You could even do that from the instance itself.
As Kurst Ursan mentioned above, using "Status Check" metrics is the way to go. In some cases you won't be able to browse that metrics (i.e if you;re using AWS OpsWorks), so you're going to have to report that custom metric on your own. However, you can set up an alarm built on a metric that always matches (in an OK sate) and have the alarm trigger when the state changes to "INSUFFICIENT DATA" state, this technically means CloudWatch can't tell whether the state is OK or ALARM because it can't reach your instance, AKA your instance is offline.
There are a bunch of ways to get instance health info. Here are a couple.
Watch for instance status checks and EC2 events (planned downtime) in the EC2 API. You can poll those and send to Cloudwatch to create an alarm.
Create a simple daemon on the server which writes to DynamoDB every second (has better granularity than Cloudwatch). Have a second process query the heartbeats and alert when missing.
Put all instances in a load balancer with a dummy port open that that gives a TCP response. Setup TCP health checks on the ELB, and alert on unhealthy instances.

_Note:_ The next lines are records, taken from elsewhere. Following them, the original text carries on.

//! Transaction manager.

use crate::error::{CoreError, CoreResult};
use crate::registry::StoreName;
use crate::stats::DbStats;
use crate::transaction::scope::{Transaction, TransactionOptions};
use localdb_storage::{NativeTransaction, StorageBackend, StorageError, TxMode};
use parking_lot::RwLock;
use std::collections::BTreeSet;
use std::sync::Arc;

type CommitHook = Box<dyn Fn(&BTreeSet<StoreName>) + Send + Sync>;

/// Runs logical units of work against a backend.
///
/// The transaction manager provides:
/// - Exactly one native transaction per [`with_transaction`] call
/// - Commit when the task returns `Ok`, abort when it returns `Err`
/// - Transparent creation of declared stores the backend does not have yet
/// - Commit hooks that learn which stores a committed transaction wrote
///
/// [`with_transaction`]: TransactionManager::with_transaction
pub struct TransactionManager {
    backend: Arc<dyn StorageBackend>,
    create_missing_stores: bool,
    stats: Arc<DbStats>,
    commit_hooks: RwLock<Vec<CommitHook>>,
}

impl TransactionManager {
    /// Creates a transaction manager over a backend.
    pub fn new(
        backend: Arc<dyn StorageBackend>,
        create_missing_stores: bool,
        stats: Arc<DbStats>,
    ) -> Self {
        Self {
            backend,
            create_missing_stores,
            stats,
            commit_hooks: RwLock::new(Vec::new()),
        }
    }

    /// Returns the backend transactions are opened against.
    #[must_use]
    pub fn backend(&self) -> &Arc<dyn StorageBackend> {
        &self.backend
    }

    /// Registers a hook called after every successful commit that wrote to
    /// at least one store.
    pub fn on_commit<F>(&self, hook: F)
    where
        F: Fn(&BTreeSet<StoreName>) + Send + Sync + 'static,
    {
        self.commit_hooks.write().push(Box::new(hook));
    }

    /// Runs `task` inside one transaction.
    ///
    /// If the task returns `Ok`, the transaction is committed and the value
    /// returned. If it returns `Err`, the transaction is aborted and the
    /// error is returned unchanged.
    ///
    /// # Errors
    ///
    /// Returns the task's error, `StoreUnavailable` if a store in scope
    /// cannot be opened, or `TransactionAborted` if the commit fails.
    ///
    /// # Example
    ///
    /// ```rust
    /// use localdb_core::{LocalDb, Record, StoreName, TransactionOptions};
    ///
    /// let db = LocalDb::open_in_memory().unwrap();
    /// let added = db
    ///     .with_transaction(&TransactionOptions::new(), |tx| {
    ///         db.tx_add(tx, StoreName::Wallet, vec![Record::new("w1")], Default::default())
    ///     })
    ///     .unwrap();
    /// assert_eq!(added.added, 1);
    /// ```
    pub fn with_transaction<T, E, F>(&self, options: &TransactionOptions, task: F) -> Result<T, E>
    where
        F: FnOnce(&mut Transaction<'_>) -> Result<T, E>,
        E: From<CoreError>,
    {
        let mut tx = self.begin(options)?;
        match task(&mut tx) {
            Ok(value) => {
                let (native, touched) = tx.into_parts();
                if let Err(err) = native.commit() {
                    self.stats.record_transaction_abort();
                    tracing::warn!(error = %err, "transaction commit failed");
                    return Err(CoreError::transaction_aborted(err.to_string()).into());
                }
                self.stats.record_transaction_commit();
                if !touched.is_empty() {
                    for hook in self.commit_hooks.read().iter() {
                        hook(&touched);
                    }
                }
                Ok(value)
            }
            Err(err) => {
                let (native, touched) = tx.into_parts();
                native.abort();
                self.stats.record_transaction_abort();
                tracing::warn!(written = touched.len(), "transaction aborted by task error");
                Err(err)
            }
        }
    }

    fn begin(&self, options: &TransactionOptions) -> CoreResult<Transaction<'_>> {
        let scope = options.scope();
        let native = self.begin_native(&scope, options.mode())?;
        self.stats.record_transaction_start();
        Ok(Transaction::new(native, scope))
    }

    fn begin_native(
        &self,
        scope: &[StoreName],
        mode: TxMode,
    ) -> CoreResult<Box<dyn NativeTransaction + '_>> {
        let names: Vec<&str> = scope.iter().map(|s| s.as_str()).collect();
        match self.backend.begin(&names, mode) {
            Err(StorageError::StoreNotFound { name }) => {
                if !self.create_missing_stores {
                    return Err(CoreError::store_unavailable(
                        name,
                        "store does not exist and creation is disabled",
                    ));
                }
                self.create_missing(scope)?;
                self.backend.begin(&names, mode).map_err(|err| match err {
                    StorageError::StoreNotFound { name } => {
                        CoreError::store_unavailable(name, "store still missing after creation")
                    }
                    other => other.into(),
                })
            }
            other => other.map_err(CoreError::from),
        }
    }

    /// Creates every store of `scope` the backend does not have yet.
    pub(crate) fn create_missing(&self, scope: &[StoreName]) -> CoreResult<()> {
        let existing = self.backend.store_names()?;
        for name in scope {
            if existing.iter().any(|e| e == name.as_str()) {
                continue;
            }
            self.backend
                .create_store(&name.schema())
                .map_err(|err| CoreError::store_unavailable(name.as_str(), err.to_string()))?;
            tracing::info!(store = %name, "created missing store");
        }
        Ok(())
    }
}

impl std::fmt::Debug for TransactionManager {
    fn fmt(&self, f: &mut std::fmt::Formatter<'_>) -> std::fmt::Result {
        f.debug_struct("TransactionManager")
            .field("create_missing_stores", &self.create_missing_stores)
            .field("commit_hooks", &self.commit_hooks.read().len())
            .finish_non_exhaustive()
    }
}

#[cfg(test)]
mod tests {
    use super::*;
    use localdb_storage::{InMemoryBackend, Record};
    use parking_lot::Mutex;

    fn manager_with(backend: InMemoryBackend, create: bool) -> TransactionManager {
        TransactionManager::new(Arc::new(backend), create, Arc::new(DbStats::new()))
    }

    fn full_backend() -> InMemoryBackend {
        InMemoryBackend::with_stores(&StoreName::all_schemas())
    }

    fn wallet_count(tm: &TransactionManager) -> usize {
        tm.with_transaction(&TransactionOptions::read_only(), |tx| {
            tx.store(StoreName::Wallet)?.count()
        })
        .unwrap()
    }

    #[test]
    fn ok_task_commits() {
        let tm = manager_with(full_backend(), true);
        tm.with_transaction(&TransactionOptions::new(), |tx| {
            tx.store(StoreName::Wallet)?.put(Record::new("w1"))
        })
        .unwrap();
        assert_eq!(wallet_count(&tm), 1);
        assert_eq!(tm.stats.snapshot().transactions_committed, 2);
    }

    #[test]
    fn err_task_aborts_and_keeps_error() {
        let tm = manager_with(full_backend(), true);
        let result: CoreResult<()> = tm.with_transaction(&TransactionOptions::new(), |tx| {
            tx.store(StoreName::Wallet)?.put(Record::new("w1"))?;
            tx.store(StoreName::Account)?.put(Record::new("a1"))?;
            Err(CoreError::not_found("Wallet", "boom"))
        });
        assert!(matches!(result, Err(CoreError::NotFound { ref id, .. }) if id == "boom"));
        assert_eq!(wallet_count(&tm), 0);
        assert_eq!(tm.stats.snapshot().transactions_aborted, 1);
    }

    #[derive(Debug)]
    enum TaskError {
        Core(CoreError),
        Custom(&'static str),
    }

    impl From<CoreError> for TaskError {
        fn from(err: CoreError) -> Self {
            Self::Core(err)
        }
    }

    #[test]
    fn caller_error_type_passes_through() {
        let tm = manager_with(full_backend(), true);
        let result: Result<(), TaskError> = tm.with_transaction(&TransactionOptions::new(), |tx| {
            tx.store(StoreName::Wallet)?.put(Record::new("w1"))?;
            Err(TaskError::Custom("validation failed"))
        });
        assert!(matches!(result, Err(TaskError::Custom("validation failed"))));
        assert_eq!(wallet_count(&tm), 0);
    }

    #[test]
    fn missing_stores_are_created_transparently() {
        let tm = manager_with(InMemoryBackend::new(), true);
        assert_eq!(wallet_count(&tm), 0);
        let names = tm.backend().store_names().unwrap();
        assert_eq!(names.len(), StoreName::ALL.len());
    }

    #[test]
    fn missing_store_without_creation_is_unavailable() {
        let tm = manager_with(InMemoryBackend::new(), false);
        let result = tm.with_transaction(&TransactionOptions::read_only(), |tx| {
            tx.store(StoreName::Wallet)?.count()
        });
        assert!(matches!(result, Err(CoreError::StoreUnavailable { .. })));
    }

    #[test]
    fn store_outside_scope_is_rejected() {
        let tm = manager_with(full_backend(), true);
        let options = TransactionOptions::read_only().stores([StoreName::Wallet]);
        let result = tm.with_transaction(&options, |tx| tx.store(StoreName::Account).map(|_| ()));
        assert!(matches!(result, Err(CoreError::InvalidOperation { .. })));
    }

    #[test]
    fn read_only_transaction_rejects_writes() {
        let tm = manager_with(full_backend(), true);
        let result = tm.with_transaction(&TransactionOptions::read_only(), |tx| {
            tx.store(StoreName::Wallet)?.put(Record::new("w1"))
        });
        assert!(matches!(result, Err(CoreError::InvalidOperation { .. })));
    }

    #[test]
    fn commit_hooks_see_touched_stores() {
        let tm = manager_with(full_backend(), true);
        let seen = Arc::new(Mutex::new(Vec::new()));
        let sink = Arc::clone(&seen);
        tm.on_commit(move |stores| sink.lock().push(stores.clone()));

        tm.with_transaction(&TransactionOptions::new(), |tx| {
            tx.store(StoreName::Device)?.put(Record::new("d1"))?;
            tx.store(StoreName::Wallet)?.put(Record::new("w1"))
        })
        .unwrap();
        // Read-only work does not fire hooks.
        wallet_count(&tm);

        let seen = seen.lock();
        assert_eq!(seen.len(), 1);
        assert_eq!(
            seen[0].iter().copied().collect::<Vec<_>>(),
            vec![StoreName::Wallet, StoreName::Device]
        );
    }

    #[test]
    fn one_native_transaction_spans_stores() {
        let tm = manager_with(full_backend(), true);
        tm.with_transaction(&TransactionOptions::new(), |tx| {
            tx.store(StoreName::Wallet)?.put(Record::new("w1"))?;
            let seen = tx.store(StoreName::Wallet)?.get("w1")?;
            assert!(seen.is_some());
            Ok::<_, CoreError>(())
        })
        .unwrap();
    }
}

Unless you use a product like Blue Matador (automatically notifies you of production issues), it's actually quite heinous to set something like this up - let alone maintain it. That said, if you're going down the road, and want some help getting started using Cloudwatch (terminology, alerts, logs, etc), start with this blog: How to Monitor Amazon EC2 with CloudWatch
You can use CloudWatch Event Rule to Monitor whenever any EC2 instance goes down. You can create an Event rule from CloudWatch console as following :
In the CLoudWatch Console choose Events -> rule
For Event Pattern, In service Name Choose EC2
For Event Type, Choose EC2 Instance State-change Notification
For Specific States, Choose Stopped
In targets Choose any previously created SNS topic for sending a notification!
Source : Create a Rule - https://docs.aws.amazon.com/AmazonCloudWatch/latest/events/CloudWatch-Events-Input-Transformer-Tutorial.html#input-transformer-create-rule
This is not exactly a CloudWatch alarm, however this serves the purpose of monitoring/notification.